[DATASET CONTENT — start]

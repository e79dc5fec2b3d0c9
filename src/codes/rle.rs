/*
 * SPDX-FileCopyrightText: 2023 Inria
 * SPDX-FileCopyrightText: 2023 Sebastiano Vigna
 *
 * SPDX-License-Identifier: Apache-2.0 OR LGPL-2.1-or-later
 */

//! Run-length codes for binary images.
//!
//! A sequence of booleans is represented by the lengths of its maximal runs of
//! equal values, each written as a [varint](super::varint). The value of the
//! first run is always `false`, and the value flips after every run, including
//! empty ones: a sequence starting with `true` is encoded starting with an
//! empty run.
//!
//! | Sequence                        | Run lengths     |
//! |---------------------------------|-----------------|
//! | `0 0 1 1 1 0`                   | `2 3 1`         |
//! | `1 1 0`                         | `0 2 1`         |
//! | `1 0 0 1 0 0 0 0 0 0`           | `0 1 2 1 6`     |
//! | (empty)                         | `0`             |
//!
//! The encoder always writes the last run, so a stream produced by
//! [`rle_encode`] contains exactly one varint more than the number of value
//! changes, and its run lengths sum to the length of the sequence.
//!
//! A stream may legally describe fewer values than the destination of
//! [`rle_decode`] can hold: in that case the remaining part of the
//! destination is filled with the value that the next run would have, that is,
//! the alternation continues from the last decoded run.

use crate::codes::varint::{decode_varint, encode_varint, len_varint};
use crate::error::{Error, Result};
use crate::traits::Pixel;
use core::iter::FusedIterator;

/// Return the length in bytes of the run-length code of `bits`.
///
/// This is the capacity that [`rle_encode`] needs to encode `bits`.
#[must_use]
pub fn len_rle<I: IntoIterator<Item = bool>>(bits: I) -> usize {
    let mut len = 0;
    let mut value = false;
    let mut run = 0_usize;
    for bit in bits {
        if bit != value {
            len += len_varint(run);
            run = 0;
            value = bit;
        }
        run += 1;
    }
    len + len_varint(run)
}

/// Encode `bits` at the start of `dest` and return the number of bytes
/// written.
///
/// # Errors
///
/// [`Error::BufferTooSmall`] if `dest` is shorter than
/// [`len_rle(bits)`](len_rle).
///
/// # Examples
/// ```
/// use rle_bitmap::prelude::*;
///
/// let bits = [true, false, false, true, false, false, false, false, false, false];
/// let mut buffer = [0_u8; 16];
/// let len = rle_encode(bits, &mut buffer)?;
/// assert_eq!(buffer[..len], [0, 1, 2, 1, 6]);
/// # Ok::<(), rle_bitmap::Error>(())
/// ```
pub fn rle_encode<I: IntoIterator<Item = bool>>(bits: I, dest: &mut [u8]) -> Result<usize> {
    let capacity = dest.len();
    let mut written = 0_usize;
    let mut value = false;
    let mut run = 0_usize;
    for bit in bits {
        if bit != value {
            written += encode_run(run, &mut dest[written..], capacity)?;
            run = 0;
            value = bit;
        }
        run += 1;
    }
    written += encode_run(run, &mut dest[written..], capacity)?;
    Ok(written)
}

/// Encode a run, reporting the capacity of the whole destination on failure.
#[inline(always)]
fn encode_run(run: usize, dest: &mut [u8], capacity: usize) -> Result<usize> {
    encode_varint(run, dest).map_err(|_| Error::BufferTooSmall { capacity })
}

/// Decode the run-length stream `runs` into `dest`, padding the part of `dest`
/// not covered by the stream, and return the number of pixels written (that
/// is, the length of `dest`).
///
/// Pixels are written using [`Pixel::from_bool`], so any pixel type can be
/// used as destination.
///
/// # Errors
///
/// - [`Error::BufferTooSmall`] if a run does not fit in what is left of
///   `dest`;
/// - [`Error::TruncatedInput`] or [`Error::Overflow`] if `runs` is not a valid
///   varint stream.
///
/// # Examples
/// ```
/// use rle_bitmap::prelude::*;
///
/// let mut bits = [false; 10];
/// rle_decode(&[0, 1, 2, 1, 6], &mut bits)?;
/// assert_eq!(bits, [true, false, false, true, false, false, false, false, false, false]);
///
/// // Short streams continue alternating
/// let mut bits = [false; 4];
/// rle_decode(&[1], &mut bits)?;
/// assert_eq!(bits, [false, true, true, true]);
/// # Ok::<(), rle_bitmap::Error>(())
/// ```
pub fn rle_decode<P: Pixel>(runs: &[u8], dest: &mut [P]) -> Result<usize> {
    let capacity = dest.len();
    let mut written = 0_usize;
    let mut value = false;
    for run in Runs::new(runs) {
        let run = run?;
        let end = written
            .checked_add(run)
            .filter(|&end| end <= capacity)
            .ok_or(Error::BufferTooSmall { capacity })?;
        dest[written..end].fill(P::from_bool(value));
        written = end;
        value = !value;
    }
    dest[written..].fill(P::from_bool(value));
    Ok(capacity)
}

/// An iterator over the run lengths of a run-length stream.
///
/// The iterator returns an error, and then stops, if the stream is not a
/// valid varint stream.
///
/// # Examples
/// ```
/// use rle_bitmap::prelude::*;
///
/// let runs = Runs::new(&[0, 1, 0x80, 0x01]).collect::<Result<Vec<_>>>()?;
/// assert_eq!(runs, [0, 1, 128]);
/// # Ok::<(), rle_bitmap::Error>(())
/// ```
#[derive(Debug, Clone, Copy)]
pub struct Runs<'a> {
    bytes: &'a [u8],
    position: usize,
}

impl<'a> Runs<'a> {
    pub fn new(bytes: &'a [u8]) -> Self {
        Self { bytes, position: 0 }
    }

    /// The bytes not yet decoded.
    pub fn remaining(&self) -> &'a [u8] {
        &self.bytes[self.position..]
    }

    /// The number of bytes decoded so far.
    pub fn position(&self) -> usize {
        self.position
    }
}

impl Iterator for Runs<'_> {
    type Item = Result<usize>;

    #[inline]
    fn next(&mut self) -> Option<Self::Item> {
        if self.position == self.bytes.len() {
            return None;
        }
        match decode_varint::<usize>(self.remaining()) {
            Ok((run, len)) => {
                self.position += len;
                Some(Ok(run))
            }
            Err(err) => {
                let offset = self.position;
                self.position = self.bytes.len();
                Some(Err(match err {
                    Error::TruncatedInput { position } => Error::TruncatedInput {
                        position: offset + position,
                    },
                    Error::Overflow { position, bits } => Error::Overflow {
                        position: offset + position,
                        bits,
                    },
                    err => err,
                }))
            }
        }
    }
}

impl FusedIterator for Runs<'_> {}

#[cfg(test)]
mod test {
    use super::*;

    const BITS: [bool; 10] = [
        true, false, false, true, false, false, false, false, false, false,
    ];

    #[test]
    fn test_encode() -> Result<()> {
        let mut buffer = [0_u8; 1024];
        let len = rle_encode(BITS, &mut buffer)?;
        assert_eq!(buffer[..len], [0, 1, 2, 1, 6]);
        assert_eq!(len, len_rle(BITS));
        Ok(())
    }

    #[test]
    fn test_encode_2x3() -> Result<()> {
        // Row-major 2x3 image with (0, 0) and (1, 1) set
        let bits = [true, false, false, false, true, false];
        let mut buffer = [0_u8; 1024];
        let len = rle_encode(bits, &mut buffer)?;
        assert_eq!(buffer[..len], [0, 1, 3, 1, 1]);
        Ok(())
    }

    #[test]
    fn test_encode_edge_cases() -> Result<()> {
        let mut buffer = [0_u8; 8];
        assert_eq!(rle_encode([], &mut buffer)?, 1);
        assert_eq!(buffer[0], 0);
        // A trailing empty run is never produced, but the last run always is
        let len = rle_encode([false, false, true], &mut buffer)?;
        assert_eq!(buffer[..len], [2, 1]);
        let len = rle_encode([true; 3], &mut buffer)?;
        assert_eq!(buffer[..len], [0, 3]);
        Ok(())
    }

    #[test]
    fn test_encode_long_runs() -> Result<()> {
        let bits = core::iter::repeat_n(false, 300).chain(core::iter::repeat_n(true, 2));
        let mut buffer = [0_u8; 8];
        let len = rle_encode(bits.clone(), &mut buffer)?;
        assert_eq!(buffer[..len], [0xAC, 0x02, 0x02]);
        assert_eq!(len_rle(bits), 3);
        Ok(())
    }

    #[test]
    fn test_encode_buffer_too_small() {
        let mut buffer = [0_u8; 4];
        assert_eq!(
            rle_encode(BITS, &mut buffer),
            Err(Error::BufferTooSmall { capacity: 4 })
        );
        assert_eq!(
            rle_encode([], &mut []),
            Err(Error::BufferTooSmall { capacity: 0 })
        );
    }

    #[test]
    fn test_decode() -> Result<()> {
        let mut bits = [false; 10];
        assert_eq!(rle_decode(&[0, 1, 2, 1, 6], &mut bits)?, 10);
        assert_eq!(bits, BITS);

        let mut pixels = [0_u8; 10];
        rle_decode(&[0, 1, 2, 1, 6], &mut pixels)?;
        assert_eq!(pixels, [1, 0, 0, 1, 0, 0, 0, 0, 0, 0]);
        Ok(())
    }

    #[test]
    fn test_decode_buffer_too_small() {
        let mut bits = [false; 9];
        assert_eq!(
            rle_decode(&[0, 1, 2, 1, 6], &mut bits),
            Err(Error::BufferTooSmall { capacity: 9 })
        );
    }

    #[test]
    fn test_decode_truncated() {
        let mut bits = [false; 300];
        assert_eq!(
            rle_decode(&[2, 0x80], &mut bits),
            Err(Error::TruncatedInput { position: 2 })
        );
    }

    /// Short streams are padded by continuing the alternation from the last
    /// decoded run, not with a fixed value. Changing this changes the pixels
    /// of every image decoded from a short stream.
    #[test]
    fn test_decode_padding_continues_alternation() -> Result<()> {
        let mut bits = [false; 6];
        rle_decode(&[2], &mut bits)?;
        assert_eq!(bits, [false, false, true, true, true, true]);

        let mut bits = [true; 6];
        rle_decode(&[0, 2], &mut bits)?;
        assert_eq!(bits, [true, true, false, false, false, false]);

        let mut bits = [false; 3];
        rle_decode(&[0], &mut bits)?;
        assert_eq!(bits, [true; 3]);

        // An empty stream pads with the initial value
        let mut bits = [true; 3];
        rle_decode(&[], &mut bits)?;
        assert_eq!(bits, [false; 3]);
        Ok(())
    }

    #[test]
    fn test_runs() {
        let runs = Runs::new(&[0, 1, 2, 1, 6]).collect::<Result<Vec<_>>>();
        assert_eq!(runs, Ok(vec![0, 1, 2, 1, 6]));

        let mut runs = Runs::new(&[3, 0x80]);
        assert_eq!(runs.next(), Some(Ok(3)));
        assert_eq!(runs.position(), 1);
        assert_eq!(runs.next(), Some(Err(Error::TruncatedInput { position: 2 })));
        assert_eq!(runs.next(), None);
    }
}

[DATASET CONTENT — finish]
[DATASET CONTENT — start]

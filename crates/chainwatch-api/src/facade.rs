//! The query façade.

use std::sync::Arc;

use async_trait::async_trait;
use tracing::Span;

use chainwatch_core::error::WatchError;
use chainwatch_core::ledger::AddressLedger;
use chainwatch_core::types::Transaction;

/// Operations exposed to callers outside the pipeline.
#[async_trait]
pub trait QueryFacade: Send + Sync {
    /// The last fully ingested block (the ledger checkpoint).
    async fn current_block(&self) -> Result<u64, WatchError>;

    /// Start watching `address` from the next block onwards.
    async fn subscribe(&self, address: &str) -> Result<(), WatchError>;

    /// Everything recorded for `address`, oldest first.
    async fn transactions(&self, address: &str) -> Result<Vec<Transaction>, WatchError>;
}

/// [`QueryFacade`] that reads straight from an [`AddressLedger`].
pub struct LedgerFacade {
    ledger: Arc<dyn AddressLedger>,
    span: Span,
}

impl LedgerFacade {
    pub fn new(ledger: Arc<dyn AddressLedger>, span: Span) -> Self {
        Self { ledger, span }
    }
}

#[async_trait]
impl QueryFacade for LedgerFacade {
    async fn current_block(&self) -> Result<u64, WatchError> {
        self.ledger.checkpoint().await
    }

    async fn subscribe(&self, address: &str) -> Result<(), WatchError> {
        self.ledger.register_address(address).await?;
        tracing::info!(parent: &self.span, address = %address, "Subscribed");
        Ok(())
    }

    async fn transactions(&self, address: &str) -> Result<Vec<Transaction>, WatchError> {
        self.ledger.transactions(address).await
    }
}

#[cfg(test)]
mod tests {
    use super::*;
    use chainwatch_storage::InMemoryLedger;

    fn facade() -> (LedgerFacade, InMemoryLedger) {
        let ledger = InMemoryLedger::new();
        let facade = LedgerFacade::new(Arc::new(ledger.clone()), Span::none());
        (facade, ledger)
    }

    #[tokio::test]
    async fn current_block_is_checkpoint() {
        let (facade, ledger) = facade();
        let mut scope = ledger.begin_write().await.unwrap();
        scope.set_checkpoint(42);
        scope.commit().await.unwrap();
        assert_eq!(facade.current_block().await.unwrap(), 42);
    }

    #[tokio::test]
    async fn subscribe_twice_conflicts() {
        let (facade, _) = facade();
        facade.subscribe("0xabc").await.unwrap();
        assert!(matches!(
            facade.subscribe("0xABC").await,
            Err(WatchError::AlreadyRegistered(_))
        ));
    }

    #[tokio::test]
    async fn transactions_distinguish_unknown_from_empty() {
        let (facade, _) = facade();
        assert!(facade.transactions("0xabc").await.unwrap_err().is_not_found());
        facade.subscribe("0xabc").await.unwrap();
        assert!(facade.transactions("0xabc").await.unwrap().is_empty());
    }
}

[DATASET CONTENT — finish]

- WORK INSTRUCTION -
The answer needed is a single number: how many lines in the records above hold the string "TruncatedInput". Please write nothing else.

- TASK SOLUTION -
4